_Task prompt_: In the data below, find the line that contains "ascending by date." and the line that contains "dates not strictly". Copy both, plus every line between them, exactly.

_Record set_:
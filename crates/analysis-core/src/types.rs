use chrono::NaiveDate;
use serde::{Deserialize, Serialize};

use crate::AnalysisError;

/// Daily OHLCV bar
#[derive(Debug, Clone, PartialEq, Serialize, Deserialize)]
pub struct Bar {
    pub date: NaiveDate,
    pub open: f64,
    pub high: f64,
    pub low: f64,
    pub close: f64,
    pub volume: f64,
}

/// Daily bars for one symbol, strictly ascending by date.
///
/// Construction validates the ordering and value invariants, so every
/// consumer can index closes and volumes without re-checking them.
/// Deserialization goes through the same checks.
#[derive(Debug, Clone, PartialEq, Serialize, Deserialize)]
#[serde(try_from = "RawTimeSeries")]
pub struct TimeSeries {
    symbol: String,
    bars: Vec<Bar>,
}

#[derive(Deserialize)]
struct RawTimeSeries {
    symbol: String,
    bars: Vec<Bar>,
}

impl TryFrom<RawTimeSeries> for TimeSeries {
    type Error = AnalysisError;

    fn try_from(raw: RawTimeSeries) -> Result<Self, Self::Error> {
        TimeSeries::new(raw.symbol, raw.bars)
    }
}

impl TimeSeries {
    pub fn new(symbol: impl Into<String>, bars: Vec<Bar>) -> Result<Self, AnalysisError> {
        let symbol = symbol.into();

        for pair in bars.windows(2) {
            if pair[1].date <= pair[0].date {
                return Err(AnalysisError::InvalidData(format!(
                    "{}: dates not strictly increasing at {}",
                    symbol, pair[1].date
                )));
            }
        }

        if let Some(bar) = bars.iter().find(|b| !(b.close > 0.0) || !b.close.is_finite()) {
            return Err(AnalysisError::InvalidData(format!(
                "{}: non-positive close on {}",
                symbol, bar.date
            )));
        }

        if let Some(bar) = bars.iter().find(|b| !(b.volume >= 0.0) || !b.volume.is_finite()) {
            return Err(AnalysisError::InvalidData(format!(
                "{}: negative volume on {}",
                symbol, bar.date
            )));
        }

        Ok(Self { symbol, bars })
    }

    pub fn symbol(&self) -> &str {
        &self.symbol
    }

    pub fn bars(&self) -> &[Bar] {
        &self.bars
    }

    pub fn len(&self) -> usize {
        self.bars.len()
    }

    pub fn is_empty(&self) -> bool {
        self.bars.is_empty()
    }

    pub fn closes(&self) -> Vec<f64> {
        self.bars.iter().map(|b| b.close).collect()
    }

    pub fn volumes(&self) -> Vec<f64> {
        self.bars.iter().map(|b| b.volume).collect()
    }

    pub fn last_date(&self) -> Option<NaiveDate> {
        self.bars.last().map(|b| b.date)
    }
}

/// Why a metric carries a substitute value instead of a computed one.
#[derive(Debug, Clone, Copy, PartialEq, Eq, Serialize, Deserialize)]
#[serde(rename_all = "snake_case")]
pub enum Fallback {
    /// Window shorter than the statistic needs; a documented substitute was used.
    ShortWindow,
    /// Ratio had a zero or undefined denominator.
    UndefinedRatio,
}

/// A derived statistic plus a marker telling whether it was defaulted.
#[derive(Debug, Clone, Copy, PartialEq, Serialize, Deserialize)]
pub struct Metric {
    pub value: f64,
    #[serde(default, skip_serializing_if = "Option::is_none")]
    pub fallback: Option<Fallback>,
}

impl Metric {
    pub fn computed(value: f64) -> Self {
        Self { value, fallback: None }
    }

    pub fn fallback(value: f64, reason: Fallback) -> Self {
        Self {
            value,
            fallback: Some(reason),
        }
    }

    pub fn is_fallback(&self) -> bool {
        self.fallback.is_some()
    }
}

/// Fixed-schema statistics for one symbol. Every value is finite.
#[derive(Debug, Clone, PartialEq, Serialize, Deserialize)]
pub struct MetricRecord {
    pub current_price: f64,
    /// Percent change over the last 30 bars (first bar when shorter)
    pub change_pct: Metric,
    pub avg_volume: f64,
    pub recent_volume: f64,
    pub volume_trend: Metric,
    /// Annualized stdev of daily returns, in percent
    pub volatility: Metric,
    pub sma_20: Metric,
    pub sma_50: Metric,
    pub rsi: Metric,
    pub price_vs_sma20: Metric,
    pub price_vs_sma50: Metric,
}

impl MetricRecord {
    /// Names of the fields that hold a fallback value.
    pub fn fallback_fields(&self) -> Vec<&'static str> {
        [
            ("change_pct", &self.change_pct),
            ("volume_trend", &self.volume_trend),
            ("volatility", &self.volatility),
            ("sma_20", &self.sma_20),
            ("sma_50", &self.sma_50),
            ("rsi", &self.rsi),
            ("price_vs_sma20", &self.price_vs_sma20),
            ("price_vs_sma50", &self.price_vs_sma50),
        ]
        .into_iter()
        .filter(|(_, m)| m.is_fallback())
        .map(|(name, _)| name)
        .collect()
    }
}

#[derive(Debug, Clone, Copy, PartialEq, Serialize, Deserialize)]
pub struct ForecastPoint {
    pub date: NaiveDate,
    pub value: f64,
}

/// Fitted smoothing parameters behind a forecast
#[derive(Debug, Clone, Copy, PartialEq, Serialize, Deserialize)]
pub struct SmoothingFit {
    pub alpha: f64,
    pub beta: f64,
    pub initial_level: f64,
    pub initial_trend: f64,
    /// In-sample sum of squared one-step errors
    pub sse: f64,
}

#[derive(Debug, Clone, PartialEq, Serialize, Deserialize)]
pub struct ForecastResult {
    pub symbol: String,
    pub points: Vec<ForecastPoint>,
    pub fit: SmoothingFit,
}

#[cfg(test)]
mod tests {
    use super::*;

    fn bar(day: u32, close: f64, volume: f64) -> Bar {
        Bar {
            date: NaiveDate::from_ymd_opt(2025, 1, day).unwrap(),
            open: close,
            high: close,
            low: close,
            close,
            volume,
        }
    }

    #[test]
    fn test_series_accepts_ordered_bars() {
        let series = TimeSeries::new("BBCA.JK", vec![bar(2, 100.0, 10.0), bar(3, 101.0, 0.0)]).unwrap();
        assert_eq!(series.len(), 2);
        assert_eq!(series.closes(), vec![100.0, 101.0]);
        assert_eq!(series.last_date(), NaiveDate::from_ymd_opt(2025, 1, 3));
    }

    #[test]
    fn test_series_rejects_duplicate_dates() {
        let result = TimeSeries::new("X", vec![bar(2, 100.0, 10.0), bar(2, 101.0, 10.0)]);
        assert!(matches!(result, Err(AnalysisError::InvalidData(_))));
    }

    #[test]
    fn test_series_rejects_bad_values() {
        assert!(TimeSeries::new("X", vec![bar(2, 0.0, 10.0)]).is_err());
        assert!(TimeSeries::new("X", vec![bar(2, f64::NAN, 10.0)]).is_err());
        assert!(TimeSeries::new("X", vec![bar(2, 10.0, -1.0)]).is_err());
    }

    #[test]
    fn test_deserialize_validates_series() {
        let series = TimeSeries::new("X", vec![bar(2, 100.0, 10.0), bar(3, 101.0, 5.0)]).unwrap();
        let json = serde_json::to_string(&series).unwrap();
        assert_eq!(serde_json::from_str::<TimeSeries>(&json).unwrap(), series);

        let unordered = r#"{"symbol":"X","bars":[
            {"date":"2025-01-03","open":1.0,"high":1.0,"low":1.0,"close":1.0,"volume":1.0},
            {"date":"2025-01-02","open":1.0,"high":1.0,"low":1.0,"close":1.0,"volume":1.0}]}"#;
        let err = serde_json::from_str::<TimeSeries>(unordered).unwrap_err();
        assert!(err.to_string().contains("not strictly increasing"));

        let bad_close = r#"{"symbol":"X","bars":[
            {"date":"2025-01-02","open":1.0,"high":1.0,"low":1.0,"close":-1.0,"volume":1.0}]}"#;
        assert!(serde_json::from_str::<TimeSeries>(bad_close).is_err());
    }

    #[test]
    fn test_fallback_fields_lists_defaulted_metrics() {
        let record = MetricRecord {
            current_price: 10.0,
            change_pct: Metric::computed(1.0),
            avg_volume: 5.0,
            recent_volume: 5.0,
            volume_trend: Metric::computed(0.0),
            volatility: Metric::computed(12.0),
            sma_20: Metric::fallback(10.0, Fallback::ShortWindow),
            sma_50: Metric::fallback(10.0, Fallback::ShortWindow),
            rsi: Metric::fallback(50.0, Fallback::UndefinedRatio),
            price_vs_sma20: Metric::computed(0.0),
            price_vs_sma50: Metric::computed(0.0),
        };
        assert_eq!(record.fallback_fields(), vec!["sma_20", "sma_50", "rsi"]);
    }

    #[test]
    fn test_metric_serializes_fallback_flag_only_when_set() {
        let computed = serde_json::to_value(Metric::computed(1.5)).unwrap();
        assert!(computed.get("fallback").is_none());

        let defaulted = serde_json::to_value(Metric::fallback(50.0, Fallback::UndefinedRatio)).unwrap();
        assert_eq!(defaulted["fallback"], "undefined_ratio");
    }
}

_Response for this exercise_:
/// Daily bars for one symbol, strictly ascending by date.
///
/// Construction validates the ordering and value invariants, so every
/// consumer can index closes and volumes without re-checking them.
/// Deserialization goes through the same checks.
#[derive(Debug, Clone, PartialEq, Serialize, Deserialize)]
#[serde(try_from = "RawTimeSeries")]
pub struct TimeSeries {
    symbol: String,
    bars: Vec<Bar>,
}

#[derive(Deserialize)]
struct RawTimeSeries {
    symbol: String,
    bars: Vec<Bar>,
}

impl TryFrom<RawTimeSeries> for TimeSeries {
    type Error = AnalysisError;

    fn try_from(raw: RawTimeSeries) -> Result<Self, Self::Error> {
        TimeSeries::new(raw.symbol, raw.bars)
    }
}

impl TimeSeries {
    pub fn new(symbol: impl Into<String>, bars: Vec<Bar>) -> Result<Self, AnalysisError> {
        let symbol = symbol.into();

        for pair in bars.windows(2) {
            if pair[1].date <= pair[0].date {
                return Err(AnalysisError::InvalidData(format!(
                    "{}: dates not strictly increasing at {}",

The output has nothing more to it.